#### Task description:
Up to and including the line with "use regex::Regex;", output the records exactly as they appear.
################
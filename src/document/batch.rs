//! Document batches for the upload endpoint.
//!
//! A batch is a JSON array of `add` and `delete` operations sent to
//! `POST /{version}/documents/batch`. Operations are validated as they are
//! added, so a batch that exists is always sendable once it is non-empty.

use std::sync::LazyLock;

use regex::Regex;
use serde::{Deserialize, Serialize};

use crate::document::document::BatchDocument;
use crate::error::{CloudSearchError, Result};

static ID_PATTERN: LazyLock<Regex> =
    LazyLock::new(|| Regex::new(r"^[a-z0-9][a-z0-9_]{0,127}$").unwrap());
static FIELD_NAME_PATTERN: LazyLock<Regex> =
    LazyLock::new(|| Regex::new(r"^[a-zA-Z0-9][a-zA-Z0-9_]{0,63}$").unwrap());
static LANG_PATTERN: LazyLock<Regex> = LazyLock::new(|| Regex::new(r"^[a-z]{2}$").unwrap());

/// Highest document version accepted by the service.
pub const MAX_VERSION: u64 = 4_294_967_295;

/// One operation of a batch.
#[derive(Debug, Clone, PartialEq, Eq, Serialize, Deserialize)]
#[serde(tag = "type", rename_all = "lowercase")]
pub enum BatchOperation {
    /// Add or replace a document.
    Add(BatchDocument),
    /// Delete a document.
    Delete {
        /// Document id
        id: String,
        /// Version of the deletion
        version: u64,
    },
}

impl BatchOperation {
    /// Get the document id this operation applies to.
    pub fn id(&self) -> &str {
        match self {
            BatchOperation::Add(doc) => &doc.id,
            BatchOperation::Delete { id, .. } => id,
        }
    }

    /// Get the version of this operation.
    pub fn version(&self) -> u64 {
        match self {
            BatchOperation::Add(doc) => doc.version,
            BatchOperation::Delete { version, .. } => *version,
        }
    }

    /// Check this operation against the upload constraints.
    pub fn validate(&self) -> Result<()> {
        validate_id(self.id())?;
        validate_version(self.id(), self.version())?;

        if let BatchOperation::Add(doc) = self {
            if let Some(lang) = &doc.lang
                && !LANG_PATTERN.is_match(lang)
            {
                return Err(CloudSearchError::invalid_document(format!(
                    "document '{}': lang '{lang}' must be a two-letter lowercase code",
                    doc.id
                )));
            }

            for (name, value) in &doc.fields {
                if !FIELD_NAME_PATTERN.is_match(name) {
                    return Err(CloudSearchError::invalid_document(format!(
                        "document '{}': invalid field name '{name}'",
                        doc.id
                    )));
                }
                if value.has_nested_multi() {
                    return Err(CloudSearchError::invalid_document(format!(
                        "document '{}': field '{name}' nests multi-valued values",
                        doc.id
                    )));
                }
            }
        }

        Ok(())
    }
}

fn validate_id(id: &str) -> Result<()> {
    if ID_PATTERN.is_match(id) {
        Ok(())
    } else {
        Err(CloudSearchError::invalid_document(format!(
            "invalid document id '{id}': expected 1-128 characters of [a-z0-9_], not starting with '_'"
        )))
    }
}

fn validate_version(id: &str, version: u64) -> Result<()> {
    if (1..=MAX_VERSION).contains(&version) {
        Ok(())
    } else {
        Err(CloudSearchError::invalid_document(format!(
            "document '{id}': version {version} outside 1..={MAX_VERSION}"
        )))
    }
}

/// An ordered batch of document operations.
///
/// ```
/// use cloudsearch_query::document::{BatchDocument, DocumentBatch};
///
/// let mut batch = DocumentBatch::new();
/// batch
///     .add(BatchDocument::builder("doc1", 1).add_text("title", "Dune").build())
///     .unwrap();
/// batch.delete("doc2", 5).unwrap();
///
/// assert_eq!(
///     batch.to_json().unwrap(),
///     r#"[{"type":"add","id":"doc1","version":1,"fields":{"title":"Dune"}},{"type":"delete","id":"doc2","version":5}]"#
/// );
/// ```
#[derive(Debug, Clone, Default, PartialEq, Eq, Serialize)]
#[serde(transparent)]
pub struct DocumentBatch {
    operations: Vec<BatchOperation>,
}

impl DocumentBatch {
    /// Create an empty batch.
    pub fn new() -> Self {
        Self::default()
    }

    /// Append a validated operation.
    pub fn push(&mut self, operation: BatchOperation) -> Result<&mut Self> {
        operation.validate()?;
        log::trace!(
            "batch operation for '{}' v{} queued",
            operation.id(),
            operation.version()
        );
        self.operations.push(operation);
        Ok(self)
    }

    /// Append an `add` operation.
    pub fn add(&mut self, document: BatchDocument) -> Result<&mut Self> {
        self.push(BatchOperation::Add(document))
    }

    /// Append a `delete` operation.
    pub fn delete<S: Into<String>>(&mut self, id: S, version: u64) -> Result<&mut Self> {
        self.push(BatchOperation::Delete {
            id: id.into(),
            version,
        })
    }

    /// Get the queued operations.
    pub fn operations(&self) -> &[BatchOperation] {
        &self.operations
    }

    /// Number of `add` operations.
    pub fn adds(&self) -> usize {
        self.operations
            .iter()
            .filter(|op| matches!(op, BatchOperation::Add(_)))
            .count()
    }

    /// Number of `delete` operations.
    pub fn deletes(&self) -> usize {
        self.operations.len() - self.adds()
    }

    /// Number of operations.
    pub fn len(&self) -> usize {
        self.operations.len()
    }

    /// Check whether the batch is empty.
    pub fn is_empty(&self) -> bool {
        self.operations.is_empty()
    }

    /// Fail unless the batch has at least one operation.
    pub fn ensure_not_empty(&self) -> Result<()> {
        if self.is_empty() {
            Err(CloudSearchError::invalid_document("empty batch"))
        } else {
            Ok(())
        }
    }

    /// Serialize the batch as a compact JSON array.
    pub fn to_json(&self) -> Result<String> {
        self.ensure_not_empty()?;
        Ok(serde_json::to_string(&self.operations)?)
    }

    /// Serialize the batch as an indented JSON array.
    pub fn to_json_pretty(&self) -> Result<String> {
        self.ensure_not_empty()?;
        Ok(serde_json::to_string_pretty(&self.operations)?)
    }
}

#[cfg(test)]
mod tests {
    use super::*;
    use crate::document::field_value::FieldValue;

    #[test]
    fn test_id_validation() {
        let mut batch = DocumentBatch::new();
        assert!(batch.delete("ok_id_1", 1).is_ok());
        let too_long = "a".repeat(129);
        for bad in ["", "_leading", "Upper", "has-dash", too_long.as_str()] {
            assert!(
                matches!(batch.delete(bad, 1), Err(CloudSearchError::InvalidDocument(_))),
                "{bad:?} accepted"
            );
        }
        assert!(batch.delete("a".repeat(128), 1).is_ok());
        assert_eq!(batch.len(), 2);
    }

    #[test]
    fn test_version_bounds() {
        let mut batch = DocumentBatch::new();
        assert!(batch.delete("a", 0).is_err());
        assert!(batch.delete("a", MAX_VERSION + 1).is_err());
        assert!(batch.delete("a", MAX_VERSION).is_ok());
    }

    #[test]
    fn test_lang_and_field_names() {
        let mut batch = DocumentBatch::new();
        let doc = BatchDocument::builder("a", 1).lang("eng").build();
        assert!(batch.add(doc).is_err());

        let doc = BatchDocument::builder("a", 1).add_text("_title", "x").build();
        assert!(batch.add(doc).is_err());

        let doc = BatchDocument::builder("a", 1)
            .lang("en")
            .add_text("Title_2", "x")
            .build();
        assert!(batch.add(doc).is_ok());
    }

    #[test]
    fn test_nested_multi_rejected() {
        let mut doc = BatchDocument::new("a", 1);
        doc.add_field(
            "tags",
            FieldValue::Multi(vec![FieldValue::Multi(vec![FieldValue::from("x")])]),
        );
        assert!(DocumentBatch::new().add(doc).is_err());
    }

    #[test]
    fn test_empty_batch_not_serialized() {
        let batch = DocumentBatch::new();
        assert!(matches!(batch.to_json(), Err(CloudSearchError::InvalidDocument(_))));
    }

    #[test]
    fn test_counts_and_json_shape() {
        let mut batch = DocumentBatch::new();
        batch
            .add(
                BatchDocument::builder("doc1", 2)
                    .lang("fr")
                    .add_values("tags", ["a", "b"])
                    .add_uint("year", 1999)
                    .build(),
            )
            .unwrap()
            .delete("doc2", 3)
            .unwrap();

        assert_eq!(batch.adds(), 1);
        assert_eq!(batch.deletes(), 1);

        let value: serde_json::Value = serde_json::from_str(&batch.to_json().unwrap()).unwrap();
        assert_eq!(value[0]["type"], "add");
        assert_eq!(value[0]["lang"], "fr");
        assert_eq!(value[0]["fields"]["tags"][1], "b");
        assert_eq!(value[0]["fields"]["year"], 1999);
        assert_eq!(value[1]["type"], "delete");
        assert!(value[1].get("fields").is_none());
    }

    #[test]
    fn test_operation_round_trips_from_json_line() {
        let op: BatchOperation =
            serde_json::from_str(r#"{"type":"add","id":"x1","version":4,"fields":{"n":1}}"#)
                .unwrap();
        assert_eq!(op.id(), "x1");
        assert_eq!(op.version(), 4);
        assert!(op.validate().is_ok());
    }
}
################
#### Exercise solution:
filename src/document/batch.rs
//! Document batches for the upload endpoint.
//!
//! A batch is a JSON array of `add` and `delete` operations sent to
//! `POST /{version}/documents/batch`. Operations are validated as they are
//! added, so a batch that exists is always sendable once it is non-empty.

use std::sync::LazyLock;

use regex::Regex;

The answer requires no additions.